State fertility rates during COVID-19 and associated factors


In a recent study, investigators found changes in fertility rates during the COVID-19 pandemic varied, with differences in states’ political leanings and social distancing efforts linked to this variety in impact.

Fertility rates declined in the United States throughout the COVID-19 pandemic, with greater declines seen in some states compared to others, according to a recent study conducted by researchers from NYU Grossman School of Medicine.

In the United States, births were reduced by 18 per 100,000 women of reproductive age a month 9 months following the onset of the pandemic. This reduction has been attributed to anxiety, stay-at-home restrictions, and economic challenges.

A decrease in fertility by 9 births per 100,000 women was observed following the second wave of COVID-19 in 2021. This rate is similar to the rate of decline in fertility seen before the pandemic began.

In the recent study published in Human Reproduction, data was analyzed from the CDC’s Bureau of Vital Statistics, the 2020 US Census, and the University of Virginia 2021 population estimates. This data was used to measure state fertility rates following waves of COVID-19, after which investigators determined whether COVID-19 factors or other factors changed these rates.

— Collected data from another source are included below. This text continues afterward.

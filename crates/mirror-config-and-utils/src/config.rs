//! Configuration for the mirror process.
//!
//! Loaded from `config.json` under the base directory, then overridden by
//! `MIRROR_*` environment variables, then by CLI flags in the binary.
//! [`Config::validate`] must pass before the supervisor is allowed to start.

use crate::{CoreError, CoreResult, Paths};
use rust_decimal::Decimal;
use serde::{Deserialize, Serialize};
use std::fmt;
use std::path::Path;
use std::time::Duration;
use url::{Host, Url};

/// Public XRPL testnet websocket.
pub const DEFAULT_WEBSOCKET_URL: &str = "wss://s.altnet.rippletest.net:51233";

/// Admin websocket of a node on the operator's own machine.
pub const LOCAL_SUBMIT_URL: &str = "ws://127.0.0.1:6006";

/// Default log level.
pub const DEFAULT_LOG_LEVEL: &str = "info";

/// Hosts the mirror may connect to. A leading dot matches any subdomain.
pub const ALLOWED_ENDPOINTS: &[&str] = &[
    ".rippletest.net",
    "xrpl.org",
    "ripple.com",
    "xrplcluster.com",
    "localhost",
    "127.0.0.1",
];

/// XRPL base58 alphabet.
const XRPL_ALPHABET: &str = "rpshnaf39wBUDNEGHJKLM4PQRST7VWXYZ2bcdeCg65jkm8oFqi1tuvAxyz";

/// Top-level configuration.
#[derive(Debug, Clone, Serialize, Deserialize)]
pub struct Config {
    /// Log level (trace, debug, info, warn, error).
    #[serde(default = "default_log_level")]
    pub log_level: String,
    /// Simulate ledger submissions instead of sending them.
    #[serde(default)]
    pub test_mode: bool,
    /// Verbose diagnostics. No behavioural effect.
    #[serde(default)]
    pub debug_mode: bool,
    #[serde(default)]
    pub network: NetworkConfig,
    #[serde(default)]
    pub wallets: WalletConfig,
    #[serde(default)]
    pub trading: TradingConfig,
}

fn default_log_level() -> String {
    DEFAULT_LOG_LEVEL.to_string()
}

impl Default for Config {
    fn default() -> Self {
        Self {
            log_level: default_log_level(),
            test_mode: false,
            debug_mode: false,
            network: NetworkConfig::default(),
            wallets: WalletConfig::default(),
            trading: TradingConfig::default(),
        }
    }
}

/// Ledger connection settings.
#[derive(Debug, Clone, Serialize, Deserialize)]
#[serde(default)]
pub struct NetworkConfig {
    /// Subscription websocket.
    pub websocket_url: String,
    /// Node used for sign-and-submit. It receives the operator seed, so it
    /// must be a loopback node; required outside test mode.
    pub submit_url: Option<String>,
    pub connect_timeout_secs: u64,
    /// How long to wait for the subscribe acknowledgement.
    pub subscribe_timeout_secs: u64,
    /// Interval between keepalive pings on the subscription socket.
    pub keepalive_interval_secs: u64,
    /// Silence longer than this forces a reconnect.
    pub heartbeat_deadline_secs: u64,
    pub reconnect_base_delay_secs: u64,
    pub reconnect_max_delay_secs: u64,
    pub max_reconnect_attempts: u32,
    /// Upper bound for one submission, including validation polling.
    pub submit_timeout_secs: u64,
}

impl Default for NetworkConfig {
    fn default() -> Self {
        Self {
            websocket_url: DEFAULT_WEBSOCKET_URL.to_string(),
            submit_url: None,
            connect_timeout_secs: 10,
            subscribe_timeout_secs: 10,
            keepalive_interval_secs: 15,
            heartbeat_deadline_secs: 30,
            reconnect_base_delay_secs: 1,
            reconnect_max_delay_secs: 30,
            max_reconnect_attempts: 5,
            submit_timeout_secs: 30,
        }
    }
}

impl NetworkConfig {
    pub fn connect_timeout(&self) -> Duration {
        Duration::from_secs(self.connect_timeout_secs)
    }

    pub fn subscribe_timeout(&self) -> Duration {
        Duration::from_secs(self.subscribe_timeout_secs)
    }

    pub fn keepalive_interval(&self) -> Duration {
        Duration::from_secs(self.keepalive_interval_secs)
    }

    pub fn heartbeat_deadline(&self) -> Duration {
        Duration::from_secs(self.heartbeat_deadline_secs)
    }

    pub fn reconnect_base_delay(&self) -> Duration {
        Duration::from_secs(self.reconnect_base_delay_secs)
    }

    pub fn reconnect_max_delay(&self) -> Duration {
        Duration::from_secs(self.reconnect_max_delay_secs)
    }

    pub fn submit_timeout(&self) -> Duration {
        Duration::from_secs(self.submit_timeout_secs)
    }

    /// Endpoint used for transaction submission, if configured.
    pub fn submit_endpoint(&self) -> Option<&str> {
        self.submit_url.as_deref()
    }
}

/// Watched and operator accounts.
#[derive(Clone, Default, Serialize, Deserialize)]
#[serde(default)]
pub struct WalletConfig {
    /// Account whose trust lines are mirrored.
    pub target_account: String,
    /// Account that performs the mirrored actions.
    pub operator_address: String,
    /// Operator signing seed. Accepted from the file but never written back.
    #[serde(skip_serializing)]
    pub operator_seed: Option<String>,
}

impl fmt::Debug for WalletConfig {
    fn fmt(&self, f: &mut fmt::Formatter<'_>) -> fmt::Result {
        f.debug_struct("WalletConfig")
            .field("target_account", &self.target_account)
            .field("operator_address", &self.operator_address)
            .field(
                "operator_seed",
                &self.operator_seed.as_ref().map(|_| "[redacted]"),
            )
            .finish()
    }
}

/// Mirroring and purchase limits.
#[derive(Debug, Clone, Serialize, Deserialize)]
#[serde(default)]
pub struct TradingConfig {
    /// Token amount requested by the follow-up purchase.
    pub initial_purchase_amount: Decimal,
    pub min_trust_line_amount: Decimal,
    pub max_trust_line_amount: Decimal,
    /// Most XRP one purchase may spend.
    pub send_max_xrp: Decimal,
    /// Accepted shortfall of the delivered amount, in percent.
    pub slippage_percent: Decimal,
    /// Observe and log decisions without acting on them.
    pub watch_only: bool,
}

impl Default for TradingConfig {
    fn default() -> Self {
        Self {
            initial_purchase_amount: Decimal::ONE,
            min_trust_line_amount: Decimal::from(1000),
            max_trust_line_amount: Decimal::from(10000),
            send_max_xrp: Decimal::from(85),
            slippage_percent: Decimal::from(5),
            watch_only: false,
        }
    }
}

impl Config {
    /// Load configuration from the base directory, falling back to
    /// defaults, then apply environment overrides.
    pub fn load(paths: &Paths) -> CoreResult<Self> {
        let config_path = paths.config_file();

        let mut config = if config_path.exists() {
            Self::load_from_file(&config_path)?
        } else {
            Self::default()
        };

        config.load_from_env();
        Ok(config)
    }

    /// Load configuration from a specific file.
    pub fn load_from_file(path: &Path) -> CoreResult<Self> {
        let content = std::fs::read_to_string(path)?;
        serde_json::from_str(&content)
            .map_err(|e| CoreError::Config(format!("{}: {}", path.display(), e)))
    }

    /// Save configuration to the base directory. The operator seed is omitted.
    pub fn save(&self, paths: &Paths) -> CoreResult<()> {
        paths.ensure_dirs()?;
        let content = serde_json::to_string_pretty(self)?;
        std::fs::write(paths.config_file(), content)?;
        Ok(())
    }

    fn load_from_env(&mut self) {
        self.apply_overrides(|key| std::env::var(key).ok());
    }

    /// Apply `MIRROR_*` overrides from `lookup`.
    pub fn apply_overrides(&mut self, lookup: impl Fn(&str) -> Option<String>) {
        let get = |key: &str| lookup(key).filter(|v| !v.trim().is_empty());

        if let Some(level) = get("MIRROR_LOG_LEVEL") {
            self.log_level = level;
        }
        if let Some(url) = get("MIRROR_WEBSOCKET_URL") {
            self.network.websocket_url = url;
        }
        if let Some(url) = get("MIRROR_SUBMIT_URL") {
            self.network.submit_url = Some(url);
        }
        if let Some(account) = get("MIRROR_TARGET_ACCOUNT") {
            self.wallets.target_account = account;
        }
        if let Some(address) = get("MIRROR_OPERATOR_ADDRESS") {
            self.wallets.operator_address = address;
        }
        if let Some(seed) = get("MIRROR_OPERATOR_SEED") {
            self.wallets.operator_seed = Some(seed);
        }
        if let Some(flag) = get("MIRROR_TEST_MODE") {
            self.test_mode = parse_flag(&flag);
        }
        if let Some(flag) = get("MIRROR_DEBUG") {
            self.debug_mode = parse_flag(&flag);
        }
    }

    /// Parsed subscription endpoint, checked against [`ALLOWED_ENDPOINTS`].
    pub fn websocket_endpoint(&self) -> CoreResult<Url> {
        checked_endpoint(&self.network.websocket_url)
    }

    /// Check everything the supervisor relies on. Any problem is fatal.
    pub fn validate(&self) -> CoreResult<()> {
        let mut problems = Vec::new();

        if !is_classic_address(&self.wallets.target_account) {
            problems.push("wallets.target_account must be a classic address".to_string());
        }
        if !is_classic_address(&self.wallets.operator_address) {
            problems.push("wallets.operator_address must be a classic address".to_string());
        }
        if self.wallets.target_account == self.wallets.operator_address {
            problems.push("target and operator accounts must differ".to_string());
        }
        match self.wallets.operator_seed.as_deref() {
            None | Some("") => problems.push("operator seed is missing".to_string()),
            Some(seed) if !is_seed(seed) => {
                problems.push("operator seed is not a valid family seed".to_string())
            }
            Some(_) => {}
        }

        if let Err(e) = checked_endpoint(&self.network.websocket_url) {
            problems.push(format!("network.websocket_url: {}", e));
        }
        match self.network.submit_url.as_deref() {
            Some(url) => {
                if let Err(e) = checked_submit_endpoint(url) {
                    problems.push(format!("network.submit_url: {}", e));
                }
            }
            None if !self.test_mode => problems.push(
                "network.submit_url is required outside test mode (a local node that signs with the operator seed)"
                    .to_string(),
            ),
            None => {}
        }

        let net = &self.network;
        for (name, secs) in [
            ("connect_timeout_secs", net.connect_timeout_secs),
            ("subscribe_timeout_secs", net.subscribe_timeout_secs),
            ("keepalive_interval_secs", net.keepalive_interval_secs),
            ("heartbeat_deadline_secs", net.heartbeat_deadline_secs),
            ("reconnect_base_delay_secs", net.reconnect_base_delay_secs),
            ("reconnect_max_delay_secs", net.reconnect_max_delay_secs),
            ("submit_timeout_secs", net.submit_timeout_secs),
        ] {
            if secs == 0 {
                problems.push(format!("network.{} must be greater than zero", name));
            }
        }
        if net.reconnect_max_delay_secs < net.reconnect_base_delay_secs {
            problems.push("network.reconnect_max_delay_secs is below the base delay".to_string());
        }

        let trading = &self.trading;
        if trading.min_trust_line_amount <= Decimal::ZERO {
            problems.push("trading.min_trust_line_amount must be positive".to_string());
        }
        if trading.max_trust_line_amount < trading.min_trust_line_amount {
            problems.push("trading.max_trust_line_amount is below the minimum".to_string());
        }
        if trading.initial_purchase_amount <= Decimal::ZERO {
            problems.push("trading.initial_purchase_amount must be positive".to_string());
        }
        if trading.send_max_xrp <= Decimal::ZERO {
            problems.push("trading.send_max_xrp must be positive".to_string());
        }
        if trading.slippage_percent < Decimal::ZERO || trading.slippage_percent >= Decimal::ONE_HUNDRED
        {
            problems.push("trading.slippage_percent must be in [0, 100)".to_string());
        }

        if problems.is_empty() {
            Ok(())
        } else {
            Err(CoreError::Validation(problems.join("; ")))
        }
    }
}

fn parse_flag(raw: &str) -> bool {
    matches!(
        raw.trim().to_ascii_lowercase().as_str(),
        "1" | "true" | "yes" | "on"
    )
}

fn checked_endpoint(raw: &str) -> CoreResult<Url> {
    let url = Url::parse(raw)?;
    if !matches!(url.scheme(), "ws" | "wss") {
        return Err(CoreError::Validation(format!(
            "unsupported scheme '{}', expected ws or wss",
            url.scheme()
        )));
    }
    let host = url
        .host_str()
        .ok_or_else(|| CoreError::Validation("endpoint has no host".to_string()))?;
    if !is_allowed_host(host) {
        return Err(CoreError::Validation(format!(
            "host '{}' is not an allowed XRPL endpoint",
            host
        )));
    }
    Ok(url)
}

/// The submit node receives the operator seed; only loopback hosts qualify.
fn checked_submit_endpoint(raw: &str) -> CoreResult<Url> {
    let url = Url::parse(raw)?;
    if !matches!(url.scheme(), "ws" | "wss") {
        return Err(CoreError::Validation(format!(
            "unsupported scheme '{}', expected ws or wss",
            url.scheme()
        )));
    }
    let loopback = match url.host() {
        Some(Host::Domain(domain)) => domain == "localhost",
        Some(Host::Ipv4(ip)) => ip.is_loopback(),
        Some(Host::Ipv6(ip)) => ip.is_loopback(),
        None => false,
    };
    if !loopback {
        return Err(CoreError::Validation(format!(
            "host '{}' is not a loopback node; the operator seed is never sent off this machine",
            url.host_str().unwrap_or_default()
        )));
    }
    Ok(url)
}

fn is_allowed_host(host: &str) -> bool {
    ALLOWED_ENDPOINTS.iter().any(|allowed| match allowed.strip_prefix('.') {
        Some(domain) => host.ends_with(allowed) || host == domain,
        None => host == *allowed || host.ends_with(&format!(".{}", allowed)),
    })
}

fn is_base58(s: &str) -> bool {
    s.chars().all(|c| XRPL_ALPHABET.contains(c))
}

/// Classic `r...` account address.
pub(crate) fn is_classic_address(s: &str) -> bool {
    s.starts_with('r') && (25..=35).contains(&s.len()) && is_base58(s)
}

fn is_seed(s: &str) -> bool {
    s.starts_with('s') && s.len() >= 20 && is_base58(s)
}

State-specific outcomes show a massive decline in fertility in New York after the first wave. The pre-pandemic rate was a reduction of 4 births per 100,000 women, but this fell to about 76 less births per 100,000 women monthly. 

Steep declines were also seen in other states, with Delaware seeing about 64 less monthly births per 100,000 women and Maryland about 55 per 100,000. In comparison, Idaho, Utah, and Montana saw increases of up to 56 additional monthly births per 100,000 women, despite these states seeing reduced pre-pandemic rates.

Rather than COVID-19 severity, demographic factors such as economic factors and racial composition had the largest impact on state fertility rates. Negatively impacted rates were linked to large drops in employment when the pandemic began, greater income inequality, and greater rates of individuals receiving college degrees.

Social distancing index (SDI) and political leaning were also examined, and investigators saw greater reductions of fertility rates after the first wave of the pandemic in states with stronger social distancing efforts. Higher SDIs were seen in states with stronger liberal political leanings.

“These results suggest that changes in a state’s fertility rates were not driven by COVID-19 cases themselves but rather by existing social, economic, and political disparities,” said co-lead author Mia Charifson, MA, a doctoral student in the Department of Population Health at NYU Langone.


Impact of coronavirus on states’ fertility rates tracked with economic, social, and political divides. EurekAlert. April 11, 2023. Accessed April 12, 2023.